The present owner was mob, of course, and unwilling to sell, but he could be persuaded into making a two-year lease. I knew the catch on that one: I get the club up and running, then discover I can't renew the contract or that the leasing price has suddenly tripled. Just in case I was unaware of the ploy, my mob mentor, Gordy Weems, mentioned it to me, which was damned decent of him. I decided to sign, though. If, at the end of two years the place was a bust, then I could slip out of it easily enough, and if it was a wild success, I had my own way of getting around the owner. Along with vanishing into thin air, I also possessed an innate talent for hypnosis. When the time came he'd think it was his own idea to cut me a break.

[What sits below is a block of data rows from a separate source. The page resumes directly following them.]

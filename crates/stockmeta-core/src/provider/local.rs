//! Providers that keep a model resident (in-process or in a local server).
//!
//! [`LocalAiProvider`] owns the lifecycle flag (loading the model on first
//! generation if nobody loaded it yet), merges constructor defaults
//! with call-time options, counts generations, and runs batches eagerly:
//! every prompt is generated before `create_batch_job` returns, and a failing
//! prompt becomes an error-content result instead of aborting the batch.

use async_trait::async_trait;
use std::sync::atomic::{AtomicBool, Ordering};
use std::sync::Mutex;
use std::time::Duration;

use super::batch::{local_job_id, validate_batch_input};
use super::stream::single_chunk;
use super::{
    ensure_input_supported, AiProvider, BatchJob, BatchResult, BatchStatus, GenerationOptions,
    ModelInfo, ProviderStats, TextStream,
};
use crate::error::ProviderError;
use crate::message::{AiResponse, Message};

/// Model-specific half of a local provider.
#[async_trait]
pub trait LocalBackend: Send + Sync {
    fn name(&self) -> &str;

    fn model(&self) -> &str;

    /// Bring the model into memory.
    async fn load(&self) -> Result<(), ProviderError>;

    /// Release the model. Must drop every reference to model weights.
    async fn unload(&self) -> Result<(), ProviderError>;

    /// Generate with fully merged options.
    async fn generate_response(
        &self,
        messages: &[Message],
        options: &GenerationOptions,
    ) -> Result<AiResponse, ProviderError>;

    /// Incremental generation. Defaults to a one-chunk stream of the full response.
    async fn stream_response(
        &self,
        messages: &[Message],
        options: &GenerationOptions,
    ) -> Result<TextStream, ProviderError> {
        let response = self.generate_response(messages, options).await?;
        Ok(single_chunk(response.content))
    }

    fn supports_images(&self) -> bool;

    fn supports_streaming(&self) -> bool {
        false
    }

    fn timeout(&self) -> Duration;
}

#[derive(Debug, Default, Clone, Copy)]
struct GenerationCounters {
    total_generations: u64,
    total_tokens_generated: u64,
}

/// Local provider assembled from a backend plus lifecycle and defaults.
pub struct LocalAiProvider<B: LocalBackend> {
    backend: B,
    defaults: GenerationOptions,
    loaded: AtomicBool,
    counters: Mutex<GenerationCounters>,
}

impl<B: LocalBackend> LocalAiProvider<B> {
    pub fn new(backend: B, defaults: GenerationOptions) -> Self {
        Self {
            backend,
            defaults,
            loaded: AtomicBool::new(false),
            counters: Mutex::new(GenerationCounters::default()),
        }
    }

    pub fn backend(&self) -> &B {
        &self.backend
    }

    pub fn defaults(&self) -> &GenerationOptions {
        &self.defaults
    }

    pub fn is_loaded(&self) -> bool {
        self.loaded.load(Ordering::SeqCst)
    }

    /// Load the model. Calling twice loads twice unless the backend guards it.
    pub async fn load_model(&self) -> Result<(), ProviderError> {
        tracing::info!("{}: loading model {}", self.name(), self.model());
        self.backend.load().await?;
        self.loaded.store(true, Ordering::SeqCst);
        Ok(())
    }

    pub async fn unload_model(&self) -> Result<(), ProviderError> {
        self.backend.unload().await?;
        self.loaded.store(false, Ordering::SeqCst);
        tracing::info!("{}: unloaded model {}", self.name(), self.model());
        Ok(())
    }

    async fn ensure_loaded(&self) -> Result<(), ProviderError> {
        if !self.is_loaded() {
            self.load_model().await?;
        }
        Ok(())
    }

    fn record(&self, response: &AiResponse) {
        if let Ok(mut counters) = self.counters.lock() {
            counters.total_generations += 1;
            counters.total_tokens_generated += response
                .usage
                .map(|u| u.output_tokens)
                .unwrap_or(0);
        }
    }
}

#[async_trait]
impl<B: LocalBackend> AiProvider for LocalAiProvider<B> {
    fn name(&self) -> &str {
        self.backend.name()
    }

    fn model(&self) -> &str {
        self.backend.model()
    }

    async fn generate_text(
        &self,
        messages: &[Message],
        options: &GenerationOptions,
    ) -> Result<AiResponse, ProviderError> {
        ensure_input_supported(self.name(), self.supports_images(), messages)?;
        self.ensure_loaded().await?;
        let merged = options.merged_over(&self.defaults);
        let response = self.backend.generate_response(messages, &merged).await?;
        self.record(&response);
        Ok(response)
    }

    async fn generate_text_stream(
        &self,
        messages: &[Message],
        options: &GenerationOptions,
    ) -> Result<TextStream, ProviderError> {
        ensure_input_supported(self.name(), self.supports_images(), messages)?;
        self.ensure_loaded().await?;
        let merged = options.merged_over(&self.defaults);
        self.backend.stream_response(messages, &merged).await
    }

    async fn create_batch_job(
        &self,
        messages_list: &[Vec<Message>],
        custom_ids: &[String],
        options: &GenerationOptions,
    ) -> Result<BatchJob, ProviderError> {
        validate_batch_input(messages_list, custom_ids)?;

        let mut job = BatchJob::new(local_job_id(), BatchStatus::Completed);
        for (messages, custom_id) in messages_list.iter().zip(custom_ids) {
            let response = match self.generate_text(messages, options).await {
                Ok(response) => response,
                Err(e) => {
                    tracing::warn!("{}: batch item {custom_id} failed: {e}", self.name());
                    AiResponse::error(self.model(), e)
                }
            };
            job.results.push(BatchResult {
                custom_id: custom_id.clone(),
                response,
            });
        }
        Ok(job)
    }

    async fn get_batch_job(&self, _job_id: &str) -> Result<BatchJob, ProviderError> {
        Err(ProviderError::not_supported(self.name(), "batch job polling"))
    }

    async fn cancel_batch_job(&self, _job_id: &str) -> bool {
        false
    }

    fn supports_images(&self) -> bool {
        self.backend.supports_images()
    }

    fn supports_streaming(&self) -> bool {
        self.backend.supports_streaming()
    }

    /// Batches run synchronously; the returned job is already `Completed`.
    fn supports_batch(&self) -> bool {
        true
    }

    fn model_info(&self) -> ModelInfo {
        ModelInfo {
            provider: self.name().to_string(),
            model: self.model().to_string(),
            supports_images: self.supports_images(),
            supports_streaming: self.supports_streaming(),
            supports_batch: true,
            context_window: None,
        }
    }

    fn usage_stats(&self) -> ProviderStats {
        let counters = self.counters.lock().map(|c| *c).unwrap_or_default();
        ProviderStats::Local {
            total_generations: counters.total_generations,
            total_tokens_generated: counters.total_tokens_generated,
        }
    }

    fn timeout(&self) -> Duration {
        self.backend.timeout()
    }
}

#[cfg(test)]
mod tests {
    use super::*;
    use crate::message::{ContentBlock, Usage};
    use std::sync::atomic::AtomicU32;

    /// Echoes the merged options back so tests can inspect them.
    struct EchoBackend {
        loads: AtomicU32,
        refuse_load: AtomicBool,
        weights: Mutex<Option<Vec<u8>>>,
        seen: Mutex<Vec<GenerationOptions>>,
    }

    impl EchoBackend {
        fn new() -> Self {
            Self {
                loads: AtomicU32::new(0),
                refuse_load: AtomicBool::new(false),
                weights: Mutex::new(None),
                seen: Mutex::new(Vec::new()),
            }
        }
    }

    #[async_trait]
    impl LocalBackend for EchoBackend {
        fn name(&self) -> &str {
            "echo"
        }

        fn model(&self) -> &str {
            "echo-1"
        }

        async fn load(&self) -> Result<(), ProviderError> {
            if self.refuse_load.load(Ordering::SeqCst) {
                return Err(ProviderError::unavailable("echo", "weights missing"));
            }
            self.loads.fetch_add(1, Ordering::SeqCst);
            *self.weights.lock().unwrap() = Some(vec![0; 16]);
            Ok(())
        }

        async fn unload(&self) -> Result<(), ProviderError> {
            *self.weights.lock().unwrap() = None;
            Ok(())
        }

        async fn generate_response(
            &self,
            messages: &[Message],
            options: &GenerationOptions,
        ) -> Result<AiResponse, ProviderError> {
            self.seen.lock().unwrap().push(options.clone());
            let prompt = messages.last().map(Message::text).unwrap_or_default();
            if prompt == "fail" {
                return Err(ProviderError::Inference {
                    model: "echo-1".to_string(),
                    message: "out of memory".to_string(),
                });
            }
            Ok(AiResponse::new(format!("echo: {prompt}"), "echo-1")
                .with_usage(Usage::from_tokens(3, 4)))
        }

        fn supports_images(&self) -> bool {
            false
        }

        fn timeout(&self) -> Duration {
            Duration::from_secs(1)
        }
    }

    fn defaults() -> GenerationOptions {
        GenerationOptions {
            max_tokens: Some(512),
            temperature: Some(0.7),
            top_p: Some(0.9),
            ..Default::default()
        }
    }

    #[tokio::test]
    async fn test_load_unload_lifecycle() {
        let p = LocalAiProvider::new(EchoBackend::new(), defaults());
        assert!(!p.is_loaded());
        p.load_model().await.unwrap();
        assert!(p.is_loaded());
        assert!(p.backend().weights.lock().unwrap().is_some());
        p.unload_model().await.unwrap();
        assert!(!p.is_loaded());
        assert!(p.backend().weights.lock().unwrap().is_none());
    }

    #[tokio::test]
    async fn test_double_load_is_not_guarded() {
        let p = LocalAiProvider::new(EchoBackend::new(), defaults());
        p.load_model().await.unwrap();
        p.load_model().await.unwrap();
        assert_eq!(p.backend().loads.load(Ordering::SeqCst), 2);
    }

    #[tokio::test]
    async fn test_generate_loads_model_on_first_use() {
        let p = LocalAiProvider::new(EchoBackend::new(), defaults());
        let opts = GenerationOptions::default();
        p.generate_text(&[Message::user("a")], &opts).await.unwrap();
        assert!(p.is_loaded());
        p.generate_text(&[Message::user("b")], &opts).await.unwrap();
        assert_eq!(p.backend().loads.load(Ordering::SeqCst), 1);

        p.unload_model().await.unwrap();
        p.generate_text_stream(&[Message::user("c")], &opts).await.unwrap();
        assert!(p.is_loaded());
        assert_eq!(p.backend().loads.load(Ordering::SeqCst), 2);
    }

    #[tokio::test]
    async fn test_failed_load_blocks_generation() {
        let backend = EchoBackend::new();
        backend.refuse_load.store(true, Ordering::SeqCst);
        let p = LocalAiProvider::new(backend, defaults());
        let err = p
            .generate_text(&[Message::user("a")], &GenerationOptions::default())
            .await
            .unwrap_err();
        assert!(matches!(err, ProviderError::Unavailable { .. }));
        assert!(!p.is_loaded());
        assert!(p.backend().seen.lock().unwrap().is_empty());
    }

    #[tokio::test]
    async fn test_call_time_options_win() {
        let p = LocalAiProvider::new(EchoBackend::new(), defaults());
        let call = GenerationOptions::default().with_temperature(0.2);
        p.generate_text(&[Message::user("hi")], &call).await.unwrap();
        let seen = p.backend().seen.lock().unwrap()[0].clone();
        assert_eq!(seen.temperature, Some(0.2));
        assert_eq!(seen.max_tokens, Some(512));
    }

    #[tokio::test]
    async fn test_images_rejected_for_text_backend() {
        let p = LocalAiProvider::new(EchoBackend::new(), defaults());
        let msg = Message::user_with_image("x", ContentBlock::image_bytes(&[1], "png"));
        let err = p
            .generate_text(&[msg], &GenerationOptions::default())
            .await
            .unwrap_err();
        assert!(matches!(err, ProviderError::UnsupportedInput { .. }));
    }

    #[tokio::test]
    async fn test_eager_batch_captures_item_errors() {
        let p = LocalAiProvider::new(EchoBackend::new(), defaults());
        let msgs = vec![
            vec![Message::user("one")],
            vec![Message::user("fail")],
            vec![Message::user("three")],
        ];
        let ids: Vec<String> = ["a", "b", "c"].iter().map(|s| s.to_string()).collect();
        let job = p
            .create_batch_job(&msgs, &ids, &GenerationOptions::default())
            .await
            .unwrap();
        assert_eq!(job.status, BatchStatus::Completed);
        assert_eq!(job.results.len(), 3);
        assert_eq!(job.results[0].response.content, "echo: one");
        assert!(job.results[1].is_error());
        assert!(job.results[1].response.content.starts_with("Error:"));
        assert_eq!(job.results[2].custom_id, "c");
    }

    #[tokio::test]
    async fn test_polling_unsupported_and_cancel_false() {
        let p = LocalAiProvider::new(EchoBackend::new(), defaults());
        assert!(p.supports_batch());
        assert!(p.model_info().supports_batch);
        let err = p.get_batch_job("local-batch-1").await.unwrap_err();
        assert!(matches!(err, ProviderError::NotSupported { .. }));
        assert!(!p.cancel_batch_job("local-batch-1").await);
        assert!(!p.cancel_batch_job("local-batch-1").await);
    }

    #[tokio::test]
    async fn test_stats_count_generations() {
        let p = LocalAiProvider::new(EchoBackend::new(), defaults());
        let opts = GenerationOptions::default();
        p.generate_text(&[Message::user("a")], &opts).await.unwrap();
        p.generate_text(&[Message::user("b")], &opts).await.unwrap();
        assert_eq!(
            p.usage_stats(),
            ProviderStats::Local {
                total_generations: 2,
                total_tokens_generated: 8
            }
        );
    }

    #[tokio::test]
    async fn test_default_stream_is_single_chunk() {
        use futures_util::StreamExt;
        let p = LocalAiProvider::new(EchoBackend::new(), defaults());
        let parts: Vec<String> = p
            .generate_text_stream(&[Message::user("s")], &GenerationOptions::default())
            .await
            .unwrap()
            .map(|r| r.unwrap())
            .collect()
            .await;
        assert_eq!(parts, vec!["echo: s"]);
    }
}
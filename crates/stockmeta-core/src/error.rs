//! Error types for the stockmeta generation runtime.
//!
//! Provider errors carry the provider name so that a failure surfacing from a
//! deep call chain (factory → generator → provider) still says which backend
//! produced it.

use thiserror::Error;

/// Top-level error type for stockmeta operations.
#[derive(Error, Debug)]
pub enum StockmetaError {
    /// Configuration-related errors
    #[error("Configuration error: {0}")]
    Config(#[from] ConfigError),

    /// Provider and generation errors
    #[error("Provider error: {0}")]
    Provider(#[from] ProviderError),

    /// General I/O errors
    #[error("IO error: {0}")]
    Io(#[from] std::io::Error),

    /// JSON serialization/deserialization errors
    #[error("JSON error: {0}")]
    Json(#[from] serde_json::Error),
}

/// Configuration-specific errors.
#[derive(Error, Debug)]
pub enum ConfigError {
    /// Failed to read the config file from disk
    #[error("Failed to read config file: {0}")]
    ReadError(#[from] std::io::Error),

    /// Failed to parse TOML configuration
    #[error("Failed to parse config: {0}")]
    ParseError(#[from] toml::de::Error),

    /// Configuration values are invalid
    #[error("Invalid configuration: {0}")]
    ValidationError(String),
}

/// Errors raised by providers, the factory and the metadata generator.
#[derive(Error, Debug)]
pub enum ProviderError {
    /// Malformed caller input (selector string, mismatched batch lengths).
    #[error("Invalid argument: {0}")]
    InvalidArgument(String),

    /// The request needs a capability the provider lacks.
    #[error("{provider} cannot handle this input: {message}")]
    UnsupportedInput { provider: String, message: String },

    /// The operation is not implemented by this kind of provider.
    #[error("{provider} does not support {operation}")]
    NotSupported { provider: String, operation: String },

    /// A model-holding provider was used before `load_model`.
    #[error("Model {model} is not loaded")]
    NotLoaded { model: String },

    /// Backend unreachable or credentials missing.
    #[error("{provider} unavailable: {message}")]
    Unavailable { provider: String, message: String },

    /// Backend answered with an error.
    #[error("{provider} API error: {message}")]
    Api {
        provider: String,
        message: String,
        status_code: Option<u16>,
    },

    /// Request exceeded the provider's timeout.
    #[error("{provider} request timed out after {timeout_ms}ms")]
    Timeout { provider: String, timeout_ms: u64 },

    /// Backend answered with something we could not interpret.
    #[error("Invalid response from {provider}: {message}")]
    InvalidResponse { provider: String, message: String },

    /// Local or neural inference failed.
    #[error("Inference failed for {model}: {message}")]
    Inference { model: String, message: String },

    /// Checkpoint or media I/O failed.
    #[error("IO error: {0}")]
    Io(#[from] std::io::Error),
}

impl ProviderError {
    /// Shorthand for an `Api` error without an HTTP status.
    pub fn api(provider: &str, message: impl Into<String>) -> Self {
        Self::Api {
            provider: provider.to_string(),
            message: message.into(),
            status_code: None,
        }
    }

    /// Shorthand for an `Unavailable` error.
    pub fn unavailable(provider: &str, message: impl Into<String>) -> Self {
        Self::Unavailable {
            provider: provider.to_string(),
            message: message.into(),
        }
    }

    /// Shorthand for an `InvalidResponse` error.
    pub fn invalid_response(provider: &str, message: impl Into<String>) -> Self {
        Self::InvalidResponse {
            provider: provider.to_string(),
            message: message.into(),
        }
    }

    /// Shorthand for a `NotSupported` error.
    pub fn not_supported(provider: &str, operation: &str) -> Self {
        Self::NotSupported {
            provider: provider.to_string(),
            operation: operation.to_string(),
        }
    }
}

/// Convenience type alias for stockmeta results.
pub type Result<T> = std::result::Result<T, StockmetaError>;

/// Convenience type alias for provider-level results.
pub type ProviderResult<T> = std::result::Result<T, ProviderError>;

If Gordy had figured out what I was planning, he kept it to himself.
Instead, he put the word out I was a friend of his to keep away the inevitable parade of shakedown artists wanting pieces of the club. Like it or not, to open so much as a hot dog stand in this town you had to give certain people their cut. Usually it was added in with the price of the permits or liquor or labor or deliveries. Gordy told me not to worry about it, so I didn't and just got on with the work.
There was a hell of a lot of it. No one had been near the joint for nearly five years. With its violent history, boarded-up windows, and the beginnings of serious dilapidation I couldn't blame people for staying away. It looked like it should be haunted, but I figured fresh paint and some neon lights would fix that, maybe even a fancy canvas awning going out to the curb ...
As Escott and I pulled up to its redbrick front, he noticed the big sign above the door declaring: "Coming Soon: Lady Crymsyn."
"I thought it was going to be `Jack Fleming's Club Crymsyn,'" he said.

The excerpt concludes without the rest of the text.